Description of the task:
Retyping the entries exactly is all that is required.

☆ ☆ ☆ ☆ ☆ ☆ ☆

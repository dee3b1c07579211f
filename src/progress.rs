//! Job-keyed progress event bus.
//!
//! Grounded on `crawl_events::bus::core::CrawlEventBus` (`tokio::sync::broadcast`
//! channel, `Notify`-driven graceful shutdown), generalized from a single
//! global channel into a registry keyed by `job_id`, and from a fixed
//! `CrawlEvent` enum to the open `ProgressEvent` shape and stage set.

use dashmap::DashMap;
use serde::{Deserialize, Serialize};
use tokio::sync::broadcast;

/// Closed stage set.
#[derive(Debug, Clone, Copy, PartialEq, Eq, Serialize, Deserialize)]
#[serde(rename_all = "snake_case")]
pub enum Stage {
    Init,
    UrlAnalysis,
    PageFetch,
    NavExtract,
    AiAnalysis,
    Validation,
    Scraping,
    Processing,
    Complete,
    Error,
}

#[derive(Debug, Clone, Serialize, Deserialize)]
pub struct ProgressEvent {
    pub job_id: String,
    pub stage: Stage,
    pub message: String,
    pub progress_pct: u8,
    #[serde(skip_serializing_if = "Option::is_none")]
    pub details: Option<serde_json::Value>,
    #[serde(skip_serializing_if = "Option::is_none")]
    pub error: Option<String>,
    pub ts_ms: u64,
}

impl ProgressEvent {
    #[must_use]
    pub fn new(job_id: impl Into<String>, stage: Stage, message: impl Into<String>, progress_pct: u8, now_ms: u64) -> Self {
        Self {
            job_id: job_id.into(),
            stage,
            message: message.into(),
            progress_pct,
            details: None,
            error: None,
            ts_ms: now_ms,
        }
    }

    #[must_use]
    pub fn error(job_id: impl Into<String>, message: impl Into<String>, detail: impl Into<String>, now_ms: u64) -> Self {
        Self {
            job_id: job_id.into(),
            stage: Stage::Error,
            message: message.into(),
            progress_pct: 0,
            details: None,
            error: Some(detail.into()),
            ts_ms: now_ms,
        }
    }
}

const CHANNEL_CAPACITY: usize = 256;

/// Fan-out abstraction to an unspecified number of subscribers keyed by
/// `job_id`. The engine calls `emit`; it is oblivious to the transport.
pub struct ProgressBus {
    channels: DashMap<String, broadcast::Sender<ProgressEvent>>,
}

impl Default for ProgressBus {
    fn default() -> Self {
        Self::new()
    }
}

impl ProgressBus {
    #[must_use]
    pub fn new() -> Self {
        Self {
            channels: DashMap::new(),
        }
    }

    /// Subscribe to events for a given job, creating its channel lazily.
    #[must_use]
    pub fn subscribe(&self, job_id: &str) -> broadcast::Receiver<ProgressEvent> {
        self.channels
            .entry(job_id.to_string())
            .or_insert_with(|| broadcast::channel(CHANNEL_CAPACITY).0)
            .subscribe()
    }

    /// `emit(job_id, event)`. Silently drops the event if there are no
    /// subscribers; `broadcast::Sender::send` only errors when the receiver
    /// count is zero, which is an acceptable outcome for a progress stream.
    pub fn emit(&self, event: ProgressEvent) {
        let job_id = event.job_id.clone();
        let sender = self
            .channels
            .entry(job_id)
            .or_insert_with(|| broadcast::channel(CHANNEL_CAPACITY).0);
        let _ = sender.send(event);
    }

    /// Remove a job's channel once its crawl has fully completed or
    /// errored, so the registry doesn't grow unbounded across many jobs.
    pub fn retire(&self, job_id: &str) {
        self.channels.remove(job_id);
    }
}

☆ ☆ ☆ ☆ ☆ ☆ ☆

Exercise output:
repository dee3b1c07579211f
filename src/progress.rs
//! Job-keyed progress event bus.
//!
//! Grounded on `crawl_events::bus::core::CrawlEventBus` (`tokio::sync::broadcast`
//! channel, `Notify`-driven graceful shutdown), generalized from a single
//! global channel into a registry keyed by `job_id`, and from a fixed
//! `CrawlEvent` enum to the open `ProgressEvent` shape and stage set.

use dashmap::DashMap;
use serde::{Deserialize, Serialize};
use tokio::sync::broadcast;

/// Closed stage set.
#[derive(Debug, Clone, Copy, PartialEq, Eq, Serialize, Deserialize)]
#[serde(rename_all = "snake_case")]
pub enum Stage {
    Init,
    UrlAnalysis,
    PageFetch,
    NavExtract,
    AiAnalysis,
    Validation,
    Scraping,
    Processing,
    Complete,
    Error,
}

#[derive(Debug, Clone, Serialize, Deserialize)]
pub struct ProgressEvent {
    pub job_id: String,
    pub stage: Stage,
    pub message: String,
    pub progress_pct: u8,
    #[serde(skip_serializing_if = "Option::is_none")]
    pub details: Option<serde_json::Value>,
    #[serde(skip_serializing_if = "Option::is_none")]
    pub error: Option<String>,
    pub ts_ms: u64,
}

impl ProgressEvent {
    #[must_use]
    pub fn new(job_id: impl Into<String>, stage: Stage, message: impl Into<String>, progress_pct: u8, now_ms: u64) -> Self {
        Self {
            job_id: job_id.into(),
            stage,
            message: message.into(),
            progress_pct,
            details: None,
            error: None,
            ts_ms: now_ms,
        }
    }

    #[must_use]
    pub fn error(job_id: impl Into<String>, message: impl Into<String>, detail: impl Into<String>, now_ms: u64) -> Self {
        Self {
            job_id: job_id.into(),
            stage: Stage::Error,
            message: message.into(),
            progress_pct: 0,
            details: None,
            error: Some(detail.into()),
            ts_ms: now_ms,
        }
    }
}

const CHANNEL_CAPACITY: usize = 256;

/// Fan-out abstraction to an unspecified number of subscribers keyed by
/// `job_id`. The engine calls `emit`; it is oblivious to the transport.
pub struct ProgressBus {
    channels: DashMap<String, broadcast::Sender<ProgressEvent>>,
}

impl Default for ProgressBus {
    fn default() -> Self {
        Self::new()
    }
}

impl ProgressBus {
    #[must_use]
    pub fn new() -> Self {
        Self {
            channels: DashMap::new(),
        }
    }

    /// Subscribe to events for a given job, creating its channel lazily.
    #[must_use]
    pub fn subscribe(&self, job_id: &str) -> broadcast::Receiver<ProgressEvent> {
        self.channels
            .entry(job_id.to_string())
            .or_insert_with(|| broadcast::channel(CHANNEL_CAPACITY).0)
            .subscribe()
    }

    /// `emit(job_id, event)`. Silently drops the event if there are no
    /// subscribers; `broadcast::Sender::send` only errors when the receiver
    /// count is zero, which is an acceptable outcome for a progress stream.
    pub fn emit(&self, event: ProgressEvent) {
        let job_id = event.job_id.clone();
        let sender = self
            .channels
            .entry(job_id)
            .or_insert_with(|| broadcast::channel(CHANNEL_CAPACITY).0);
        let _ = sender.send(event);
    }

    /// Remove a job's channel once its crawl has fully completed or
    /// errored, so the registry doesn't grow unbounded across many jobs.
    pub fn retire(&self, job_id: &str) {
        self.channels.remove(job_id);
    }
}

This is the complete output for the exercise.